For this purpose, the trading of the singing voice of the karaoke singer is carried
out. If the input timing of the syllable information and the count-up timing of the
duration data by the beat information deviate from each other wider than a predetermined
value, compensation is effected to take an average timing between the input timing
of the detected syllable and the count-up timing of the duration data.
[0037] The pitch calculator 42 detects which note is sung now in response to the input pitch
data and the main melody information. Based on the detection, the pitch calculator
determines which harmony note should be generated according to the harmony information
which is provided from the harmony track of the song data and which represents a harmony
melody pattern. Namely, the memory device stores harmony information representative
of a melody pattern of the harmony voice, and the pitch calculator 42 shifts the analyzed
audio frequency of the singing voice according to the stored harmony information to
set an adequate audio frequency of the harmony voice.
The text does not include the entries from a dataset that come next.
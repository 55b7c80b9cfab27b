//! Long-run RUCB convergence against fixed-utility comparators.
//!
//! Each scenario plays 100k rounds, so these are the slowest tests in the crate.

use duelist::{run_duels, DuelLoopConfig, Rucb, RucbConfig, UtilityOracle};

fn converge(utilities: &[f64], seed: u64) -> (Option<usize>, usize) {
    let mut rucb = Rucb::with_seed(RucbConfig::default(), seed).unwrap();
    let mut human = UtilityOracle::with_seed(utilities.to_vec(), seed ^ 0x5eed).unwrap();
    let cfg = DuelLoopConfig {
        rounds: 100_000,
        seed: seed.wrapping_add(1),
    };
    let report = run_duels(&mut rucb, &mut human, utilities, cfg).unwrap();
    assert_eq!(report.rounds, 100_000);
    let arms: Vec<usize> = (0..utilities.len()).collect();
    (rucb.predict_winner(&arms).unwrap(), human.best_arm())
}

#[test]
fn single_dominant_arm_of_three() {
    let (winner, best) = converge(&[1.0, 0.0, 0.0], 11);
    assert_eq!(winner, Some(best));
}

#[test]
fn graded_utilities_of_three() {
    let (winner, best) = converge(&[0.5, 0.4, 0.3], 12);
    assert_eq!(winner, Some(best));
}

#[test]
fn single_dominant_arm_of_five() {
    let (winner, best) = converge(&[1.0, 0.0, 0.0, 0.0, 0.0], 13);
    assert_eq!(winner, Some(best));
}

#[test]
fn winner_need_not_be_arm_zero() {
    let (winner, best) = converge(&[0.3, 0.4, 0.5], 14);
    assert_eq!(best, 2);
    assert_eq!(winner, Some(2));
}

#[test]
fn converged_policy_mostly_self_duels() {
    let utilities = [0.9, 0.2, 0.1];
    let mut rucb = Rucb::with_seed(RucbConfig::default(), 21).unwrap();
    let mut human = UtilityOracle::with_seed(utilities.to_vec(), 22).unwrap();
    let cfg = DuelLoopConfig {
        rounds: 20_000,
        seed: 23,
    };
    let report = run_duels(&mut rucb, &mut human, &utilities, cfg).unwrap();
    // Once arm 0 is the lone champion, almost every round is [0, 0].
    assert!(report.self_duels > 15_000, "{report:?}");
    assert!(report.best_arm_rounds > 19_000, "{report:?}");
    assert_eq!(rucb.predict_winner(&[0, 1, 2]).unwrap(), Some(0));
}
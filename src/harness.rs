//! Duel-loop glue.
//!
//! [`run_duels`] drives the call pattern every simulation shares: the dueling policy
//! proposes a pair, the simulated human picks one, the environment pays the human a
//! Bernoulli reward for their pick, and the policy records who won. Plotting,
//! persistence and multi-trial orchestration belong to the caller.

use rand::rngs::StdRng;
use rand::{Rng, SeedableRng};
use tracing::debug;

use crate::error::{Error, Result};
use crate::human::HumanPolicy;
use crate::policy::DuelingPolicy;

/// Configuration for [`run_duels`].
#[derive(Debug, Clone, Copy)]
#[cfg_attr(feature = "serde", derive(serde::Serialize, serde::Deserialize))]
pub struct DuelLoopConfig {
    /// Rounds to play; round indices run `1..=rounds`.
    pub rounds: u64,
    /// Seed for the environment's reward draws.
    pub seed: u64,
}

impl Default for DuelLoopConfig {
    fn default() -> Self {
        Self {
            rounds: 1_000,
            seed: 0,
        }
    }
}

/// Summary of one [`run_duels`] run.
#[derive(Debug, Clone, Copy, PartialEq, Eq, Default)]
#[cfg_attr(feature = "serde", derive(serde::Serialize, serde::Deserialize))]
pub struct DuelLoopReport {
    pub rounds: u64,
    /// Rounds whose pair was `[a, a]`.
    pub self_duels: u64,
    /// Rounds whose pair contained the highest-utility arm.
    pub best_arm_rounds: u64,
}

/// Play `cfg.rounds` duels between `policy` and `human`.
///
/// `utilities[i]` is the Bernoulli reward rate of arm `i`; the arm universe is
/// `0..utilities.len()`.
///
/// # Errors
///
/// [`Error::Config`] for empty or out-of-range utilities; any error raised by the
/// policy or the human is returned as-is and stops the loop.
pub fn run_duels<P, H>(
    policy: &mut P,
    human: &mut H,
    utilities: &[f64],
    cfg: DuelLoopConfig,
) -> Result<DuelLoopReport>
where
    P: DuelingPolicy + ?Sized,
    H: HumanPolicy + ?Sized,
{
    if utilities.is_empty() {
        return Err(Error::Config("utilities must cover at least one arm".to_string()));
    }
    if let Some(u) = utilities.iter().find(|u| !(0.0..=1.0).contains(*u)) {
        return Err(Error::Config(format!("utility {u} outside [0, 1]")));
    }
    let arms: Vec<usize> = (0..utilities.len()).collect();
    let best = arms
        .iter()
        .copied()
        .fold(0, |b, a| if utilities[a] > utilities[b] { a } else { b });

    let mut rng = StdRng::seed_from_u64(cfg.seed);
    let mut report = DuelLoopReport::default();
    debug!(rounds = cfg.rounds, arms = arms.len(), best, "duel loop: start");

    for t in 1..=cfg.rounds {
        let pair = policy.choose_action_set(t, &arms)?;
        if pair[0] == pair[1] {
            report.self_duels += 1;
        }
        if pair.contains(&best) {
            report.best_arm_rounds += 1;
        }
        let chosen = human.choose_action(t, &pair)?;
        let reward = if rng.random_bool(utilities[chosen]) {
            1.0
        } else {
            0.0
        };
        human.record_reward(t, chosen, reward)?;
        policy.record_action(t, &pair, chosen)?;
        report.rounds = t;
    }

    debug!(
        rounds = report.rounds,
        self_duels = report.self_duels,
        best_arm_rounds = report.best_arm_rounds,
        "duel loop: done"
    );
    Ok(report)
}

#[cfg(test)]
mod tests {
    use super::*;
    use crate::{HumanThompsonSampling, Rucb, RucbConfig, ThompsonPriors, UtilityOracle};

    #[test]
    fn every_round_is_recorded() {
        let mut rucb = Rucb::with_seed(RucbConfig::default(), 1).unwrap();
        let mut human = UtilityOracle::with_seed(vec![0.8, 0.5, 0.2], 2).unwrap();
        let cfg = DuelLoopConfig {
            rounds: 500,
            seed: 3,
        };
        let report = run_duels(&mut rucb, &mut human, &[0.8, 0.5, 0.2], cfg).unwrap();
        assert_eq!(report.rounds, 500);
        assert!(report.best_arm_rounds <= 500);
        assert!(report.self_duels <= 500);
        assert_eq!(rucb.win_matrix().unwrap().total(), 500);
    }

    #[test]
    fn thompson_human_learns_alongside() {
        let mut rucb = Rucb::with_seed(RucbConfig::default(), 7).unwrap();
        let mut human = HumanThompsonSampling::with_seed(ThompsonPriors::uniform(3), 8).unwrap();
        let utilities = [0.9, 0.3, 0.1];
        let report = run_duels(
            &mut rucb,
            &mut human,
            &utilities,
            DuelLoopConfig {
                rounds: 300,
                seed: 9,
            },
        )
        .unwrap();
        assert_eq!(report.rounds, 300);
        // Every round paid the human exactly one reward.
        let pulls: f64 = (0..3)
            .map(|a| {
                let (al, be) = human.posterior(a).unwrap();
                al + be - 2.0
            })
            .sum();
        assert_eq!(pulls, 300.0);
    }

    #[test]
    fn rejects_bad_utilities() {
        let mut rucb = Rucb::new(RucbConfig::default()).unwrap();
        let mut human = UtilityOracle::new(vec![0.5]).unwrap();
        let cfg = DuelLoopConfig::default();
        assert!(matches!(
            run_duels(&mut rucb, &mut human, &[], cfg),
            Err(Error::Config(_))
        ));
        assert!(matches!(
            run_duels(&mut rucb, &mut human, &[0.5, 1.2], cfg),
            Err(Error::Config(_))
        ));
        assert!(rucb.win_matrix().is_none());
    }

    #[test]
    fn human_errors_stop_the_loop() {
        // The human only knows two arms; the environment has three.
        let mut rucb = Rucb::with_seed(RucbConfig::default(), 0).unwrap();
        let mut human = UtilityOracle::new(vec![0.5, 0.5]).unwrap();
        let cfg = DuelLoopConfig {
            rounds: 200,
            seed: 0,
        };
        let err = run_duels(&mut rucb, &mut human, &[0.5, 0.5, 0.5], cfg).unwrap_err();
        assert!(matches!(err, Error::InvalidArgument(_)));
    }
}
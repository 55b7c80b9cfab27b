//! A non-learning comparator with fixed true utilities.
//!
//! Each arm `i` pays a Bernoulli(`u[i]`) reward. To compare, the oracle draws one
//! reward per available arm and returns the arm with the highest draw, breaking ties
//! uniformly at random. For two arms this gives
//!
//! ```text
//!   P(a1 chosen over a2) = u1 (1 - u2) + (u1 u2 + (1 - u1)(1 - u2)) / 2
//!                        = 1/2 + (u1 - u2) / 2
//! ```
//!
//! so any strict ordering of utilities yields a Condorcet winner.

use rand::rngs::StdRng;
use rand::{Rng, SeedableRng};

use crate::error::{check_time, Error, Result};
use crate::human::{check_available, ExactChoiceProb, HumanPolicy};

/// Fixed-utility stochastic comparator.
#[derive(Debug, Clone)]
pub struct UtilityOracle {
    utilities: Vec<f64>,
    rng: StdRng,
}

impl UtilityOracle {
    /// Create with a deterministic fixed seed (0).
    pub fn new(utilities: Vec<f64>) -> Result<Self> {
        Self::with_seed(utilities, 0)
    }

    /// # Errors
    ///
    /// [`Error::Config`] if `utilities` is empty or any entry is outside `[0, 1]`.
    pub fn with_seed(utilities: Vec<f64>, seed: u64) -> Result<Self> {
        if utilities.is_empty() {
            return Err(Error::Config("utilities must cover at least one arm".to_string()));
        }
        if let Some((arm, u)) = utilities
            .iter()
            .enumerate()
            .find(|(_, u)| !(0.0..=1.0).contains(*u))
        {
            return Err(Error::Config(format!(
                "arm {arm}: utility must be in [0, 1], got {u}"
            )));
        }
        Ok(Self {
            utilities,
            rng: StdRng::seed_from_u64(seed),
        })
    }

    pub fn utilities(&self) -> &[f64] {
        &self.utilities
    }

    /// Arm with the highest utility (first on ties).
    pub fn best_arm(&self) -> usize {
        let mut best = 0;
        for (i, &u) in self.utilities.iter().enumerate() {
            if u > self.utilities[best] {
                best = i;
            }
        }
        best
    }

    fn check_arm(&self, arm: usize) -> Result<()> {
        if arm >= self.utilities.len() {
            return Err(Error::InvalidArgument(format!(
                "arm {arm} outside universe of {} arms",
                self.utilities.len()
            )));
        }
        Ok(())
    }
}

impl HumanPolicy for UtilityOracle {
    fn choose_action(&mut self, time: u64, available: &[usize]) -> Result<usize> {
        check_time(time)?;
        check_available(available)?;
        for &a in available {
            self.check_arm(a)?;
        }
        let draws: Vec<bool> = available
            .iter()
            .map(|&a| self.rng.random_bool(self.utilities[a]))
            .collect();
        let top = draws.iter().any(|&d| d);
        let tied: Vec<usize> = available
            .iter()
            .zip(&draws)
            .filter(|&(_, &d)| d == top)
            .map(|(&a, _)| a)
            .collect();
        Ok(tied[self.rng.random_range(0..tied.len())])
    }

    /// Validates `action`; the oracle does not learn.
    fn record_reward(&mut self, time: u64, action: usize, _reward: f64) -> Result<()> {
        check_time(time)?;
        self.check_arm(action)
    }

    /// Nothing to forget: utilities are fixed.
    fn reset(&mut self) {}

    fn exact(&self) -> Option<&dyn ExactChoiceProb> {
        Some(self)
    }
}

impl ExactChoiceProb for UtilityOracle {
    fn action_choice_prob(&self, time: u64, a1: usize, a2: usize) -> Result<f64> {
        check_time(time)?;
        self.check_arm(a1)?;
        self.check_arm(a2)?;
        if a1 == a2 {
            return Ok(1.0);
        }
        Ok(0.5 + (self.utilities[a1] - self.utilities[a2]) / 2.0)
    }
}

#[cfg(test)]
mod tests {
    use super::*;

    #[test]
    fn certain_preferences_are_respected() {
        let mut o = UtilityOracle::with_seed(vec![1.0, 0.0, 0.0], 3).unwrap();
        for t in 1..100 {
            assert_eq!(o.choose_action(t, &[1, 0]).unwrap(), 0);
        }
        assert_eq!(o.action_choice_prob(1, 0, 1).unwrap(), 1.0);
        assert_eq!(o.action_choice_prob(1, 1, 2).unwrap(), 0.5);
    }

    #[test]
    fn equal_utilities_split_ties_both_ways() {
        let mut o = UtilityOracle::with_seed(vec![0.0, 0.0], 5).unwrap();
        let firsts = (1..=2000)
            .filter(|&t| o.choose_action(t, &[0, 1]).unwrap() == 0)
            .count();
        assert!((800..1200).contains(&firsts), "firsts={firsts}");
    }

    #[test]
    fn best_arm_and_validation() {
        let o = UtilityOracle::new(vec![0.3, 0.5, 0.4]).unwrap();
        assert_eq!(o.best_arm(), 1);
        assert!(matches!(
            UtilityOracle::new(vec![0.3, 1.5]),
            Err(Error::Config(_))
        ));
        assert!(matches!(UtilityOracle::new(vec![]), Err(Error::Config(_))));
        assert!(matches!(
            o.action_choice_prob(1, 0, 3),
            Err(Error::InvalidArgument(_))
        ));
    }

    #[test]
    fn same_seed_same_stream() {
        let mut a = UtilityOracle::with_seed(vec![0.5, 0.5, 0.5], 9).unwrap();
        let mut b = UtilityOracle::with_seed(vec![0.5, 0.5, 0.5], 9).unwrap();
        for t in 1..50 {
            assert_eq!(
                a.choose_action(t, &[0, 1, 2]).unwrap(),
                b.choose_action(t, &[0, 1, 2]).unwrap()
            );
        }
        a.reset();
        assert_eq!(a.utilities(), &[0.5, 0.5, 0.5]);
    }
}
The vowel synthesizer 43 generates
the vowel signal at the pitch specified by the pitch calculator 42 based on the phoneme
data distributed by the phoneme data register 48. Namely, the vowel synthesizer 43
synthesizes a vowel component of the harmony voice having the shifted pitch and the
waveform specified by the phoneme data. The vowel signal generated by the vowel synthesizer
43 is fed to the envelope generator 44. The envelope generator 44 receives the level
information of the vowel component from the separator 40 in real time, and controls
the level of the vowel signal received from the vowel synthesizer 43 according to
the level information. The vowel signal added with an envelope specified by the level
information is fed to an adder 45.
[0038] On the other hand, the delay 49 delays the consonant signal fed from the vowel/consonant
separator 40 for a certain interval identical to the vowel processing time in the
blocks including the pitch analyzer 41, the pitch calculator 42, the vowel synthesizer
43 and the envelope generator 44. The delayed consonant signal is fed to the adder
45. The adder 45 produces a composite harmony voice signal by coupling the consonant
component separated from the singing voice of the karaoke singer to the harmony vowel
signal of the original singer of the karaoke song generated according to the vowel
information. Thus, it is possible to synthesize the final harmony voice signal matching
nicely to the singing voice of the karaoke singer according to the information relating
to the consonant component, and the pitch and level of the singing voice, while maintaining
the tone of the original singer as well. The generated harmony voice is mixed with
the singing voice of the karaoke singer in an adder 51. The original singing voice
signal is delayed in the delay 50 to compensate for the processing time required in
the harmony voice signal generating process. The mixed singing and harmony voices
are fed to the effect DSP 20.
[0039] The voice processing DSP 30 operates as described above, and achieves the generation
of the harmony voice signal having the tone of the original singer and matching nicely
to the main melody sung by the karaoke singer. In the embodiment described above,
the vowel extracted from the original song is stored as phoneme data. However, the
phoneme data to be stored is not limited to that extent. For example, typical pronunciations
in Japanese standard syllabary may be stored for use in determining phoneme data and
in synthesizing a vowel by analyzing a karaoke singing voice. Further, in the embodiment
above, the phoneme data track of the song data records only the vowel data of the
original or model singer, and the harmony voice signal is generated using the consonant
signal of the karaoke singer. Alternatively, the consonant component of the model
singer can be also recorded on the phoneme data track, and the harmony signal waveform
may be composed of the vowel and consonant components of the model singer.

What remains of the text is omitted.